One area, which is a big drain on healthcare budgets, is related to heart failure and heart disease. This is evidenced by the fact that despite increasing incidences of cancer, soon to affect one in two people, coronary heart disease remains the number one killer in the United Kingdom. One in four Americans die every year from heart disease. The London Institute of Medical Science have developed artificial intelligence with the ability to predict survival in patients with heart disease more accurately. The answer to the question of how much more accurately is about 20%. In the study, doctors were able to predict which patients would die in the next year with a 60% success rate, compared to an 80% success rate for the artificial intelligence system. The benefit is clear; such a system can aid doctors to identify patients at risk of imminent death at an earlier stage, leading to more intense treatment in a short space of time.
The system analyses MRI scans to create a virtual 3D Heart and compare it to a huge volume of historic patient data to learn which attributes of the heart puts a patient at risk of heart failure.
An 80% success rate seems common across this small but growing field. An artificial intelligence driven algorithm engineered by McGill University in Canada can accurately predict a diagnosis of Alzheimer’s 84% of the time, a rate far higher than an average doctor currently achieves. Interestingly, the AI comes to its decision in the same way as the doctor, through analysis of a brain scan. Here, the benefits of such systems become far clearer than the potential to reduce costs in the long term. The ability to catch illnesses such as Alzheimer’s before they develop or soon after, is useful in putting patients forward for clinical trials that aim to delay the onset of disease. This is an area that is notoriously difficult to find appropriate patients for due to the rates of prediction currently delivered by medical professionals, which are not quite high enough to find a good pool of appropriate patients, largely because such diseases are diagnosed at far too late a stage.

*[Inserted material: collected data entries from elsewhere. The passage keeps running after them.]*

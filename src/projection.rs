/// Cardinal yaw rotation for the isometric-style projection.
/// The world only ever turns in 90 degree steps, so the transform is an
/// exact integer rotation with no trigonometry and no rounding error.

#[derive(Copy, Clone, Debug, PartialEq, Eq, Hash)]
pub enum Rotation {
    R0,
    R90,
    R180,
    R270,
}

pub const ROTATION_COUNT: usize = 4;

impl Rotation {
    pub const ALL: [Rotation; ROTATION_COUNT] = [
        Rotation::R0,
        Rotation::R90,
        Rotation::R180,
        Rotation::R270,
    ];

    /// Rotate grid coordinates (x, y) counterclockwise by this angle.
    /// Exact integer mapping; four successive 90 degree steps return
    /// the input unchanged.
    #[inline]
    pub const fn rotate(self, x: i32, y: i32) -> (i32, i32) {
        match self {
            Rotation::R0 => (x, y),
            Rotation::R90 => (-y, x),
            Rotation::R180 => (-x, -y),
            Rotation::R270 => (y, -x),
        }
    }

    /// Step 90 degrees counterclockwise, wrapping 270 -> 0.
    #[inline]
    pub const fn rotated_ccw(self) -> Self {
        match self {
            Rotation::R0 => Rotation::R90,
            Rotation::R90 => Rotation::R180,
            Rotation::R180 => Rotation::R270,
            Rotation::R270 => Rotation::R0,
        }
    }

    /// Step 90 degrees clockwise, wrapping 0 -> 270.
    #[inline]
    pub const fn rotated_cw(self) -> Self {
        match self {
            Rotation::R0 => Rotation::R270,
            Rotation::R90 => Rotation::R0,
            Rotation::R180 => Rotation::R90,
            Rotation::R270 => Rotation::R180,
        }
    }

    /// Angle in degrees, for logging.
    #[inline]
    pub const fn degrees(self) -> u32 {
        match self {
            Rotation::R0 => 0,
            Rotation::R90 => 90,
            Rotation::R180 => 180,
            Rotation::R270 => 270,
        }
    }
}

impl Default for Rotation {
    fn default() -> Self {
        Rotation::R0
    }
}

#[cfg(test)]
mod tests {
    use super::*;

    #[test]
    fn quarter_turn_maps_axes() {
        assert_eq!(Rotation::R90.rotate(1, 0), (0, 1));
        assert_eq!(Rotation::R90.rotate(0, 1), (-1, 0));
        assert_eq!(Rotation::R180.rotate(3, -2), (-3, 2));
        assert_eq!(Rotation::R270.rotate(1, 0), (0, -1));
    }

    #[test]
    fn identity_rotation_is_noop() {
        for x in -5..5 {
            for y in -5..5 {
                assert_eq!(Rotation::R0.rotate(x, y), (x, y));
            }
        }
    }

    #[test]
    fn four_quarter_turns_are_identity() {
        for (x, y) in [(0, 0), (7, 3), (-4, 9), (123, -456)] {
            let mut p = (x, y);
            for _ in 0..4 {
                p = Rotation::R90.rotate(p.0, p.1);
            }
            assert_eq!(p, (x, y), "four 90 degree turns must return the input");
        }
    }

    #[test]
    fn ccw_and_cw_are_inverse() {
        for rotation in Rotation::ALL {
            assert_eq!(rotation.rotated_ccw().rotated_cw(), rotation);
            assert_eq!(rotation.rotated_cw().rotated_ccw(), rotation);
        }
    }

    #[test]
    fn ccw_wraps_past_270() {
        assert_eq!(Rotation::R270.rotated_ccw(), Rotation::R0);
        assert_eq!(Rotation::R0.rotated_cw(), Rotation::R270);
    }
}
/// Performance measurement utilities
/// Stage timings and counters for the select/sort/draw/present pipeline
pub mod profiling;

pub use profiling::{CounterSnapshot, FrameCounters, FRAME_COUNTERS};

use std::time::{Duration, Instant};

pub struct PerfTimer {
    name: &'static str,
    start: Instant,
}

impl PerfTimer {
    #[inline]
    pub fn new(name: &'static str) -> Self {
        Self {
            name,
            start: Instant::now(),
        }
    }

    #[inline]
    pub fn elapsed(&self) -> Duration {
        self.start.elapsed()
    }
}

impl Drop for PerfTimer {
    fn drop(&mut self) {
        let elapsed = self.elapsed();
        println!("[PERF] {}: {:.2}ms", self.name, elapsed.as_secs_f64() * 1000.0);
    }
}

/// Accumulated per-stage frame timings
pub struct PerfStats {
    pub select_us: f64,
    pub sort_us: f64,
    pub draw_us: f64,
    pub present_us: f64,
    pub frames: u64,
}

impl PerfStats {
    pub fn new() -> Self {
        Self {
            select_us: 0.0,
            sort_us: 0.0,
            draw_us: 0.0,
            present_us: 0.0,
            frames: 0,
        }
    }

    pub fn add_frame(&mut self, select: Duration, sort: Duration, draw: Duration, present: Duration) {
        self.select_us += select.as_secs_f64() * 1e6;
        self.sort_us += sort.as_secs_f64() * 1e6;
        self.draw_us += draw.as_secs_f64() * 1e6;
        self.present_us += present.as_secs_f64() * 1e6;
        self.frames += 1;
    }

    pub fn print_summary(&self) {
        if self.frames == 0 {
            return;
        }
        let frames = self.frames as f64;
        let total = self.select_us + self.sort_us + self.draw_us + self.present_us;

        println!("\n========== PERFORMANCE SUMMARY ==========");
        println!("Frames:          {:8}", self.frames);
        println!(
            "Chunk Select:    {:8.2}us/frame ({:5.1}%)",
            self.select_us / frames,
            (self.select_us / total) * 100.0
        );
        println!(
            "Depth Sort:      {:8.2}us/frame ({:5.1}%)",
            self.sort_us / frames,
            (self.sort_us / total) * 100.0
        );
        println!(
            "Draw:            {:8.2}us/frame ({:5.1}%)",
            self.draw_us / frames,
            (self.draw_us / total) * 100.0
        );
        println!(
            "Present:         {:8.2}us/frame ({:5.1}%)",
            self.present_us / frames,
            (self.present_us / total) * 100.0
        );
        println!("-----------------------------------------");
        println!("Total:           {:8.2}us/frame", total / frames);
        println!("=========================================\n");
    }
}

impl Default for PerfStats {
    fn default() -> Self {
        Self::new()
    }
}

/// Macro for easy performance measurement
#[macro_export]
macro_rules! perf_scope {
    ($name:expr) => {
        let _timer = $crate::perf::PerfTimer::new($name);
    };
}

The argument for predictive healthcare is very clear. Firstly it is effective at doing what it claims. Its success rate at medical prediction is consistently found in various examples and studies to hover around the 80% mark, a figure undisputedly higher than human medical professionals achieve. It has the ability to make people live longer, which would make some think that such a system would lead to increased healthcare costs. It cannot be denied that as such technologies advance they would inevitably save costs through the lack of need for late stage costly medical interventions or any kind of treatment whatsoever. It helps to provide doctors a second opinion without a need to bother or consult with human colleagues, allowing them more time to carry out necessary activities. And of course as the recent developments in predictive analysis of Alzheimer’s show, perhaps the greatest potential of predictive AI is that it will be able to deliver a reliable pool of early onset patients for medical trials. This has the ability to be a game changer in the drive to cure diseases such as Alzheimer’s.
While the engineers of such systems are keen to stress how early these systems are in development, success rates of up to 80% at this stage can only be seen as encouraging. If machine learning is more than matching the predictive validity of their human counterparts with years of development ahead of it, there is no telling what can be achieved, with a not so impossible desire that it could reach accuracy levels of 100% at some point in the not too distant future. Such rates of success make it likely that Artificial Intelligence, aided by big data, will be used as widely in medical predictive analytics as it is beginning to be used in medical diagnostics. The infiltration of the technology in prediction shows that there is likely to be no area in which artificial intelligence will not make a positive contribution.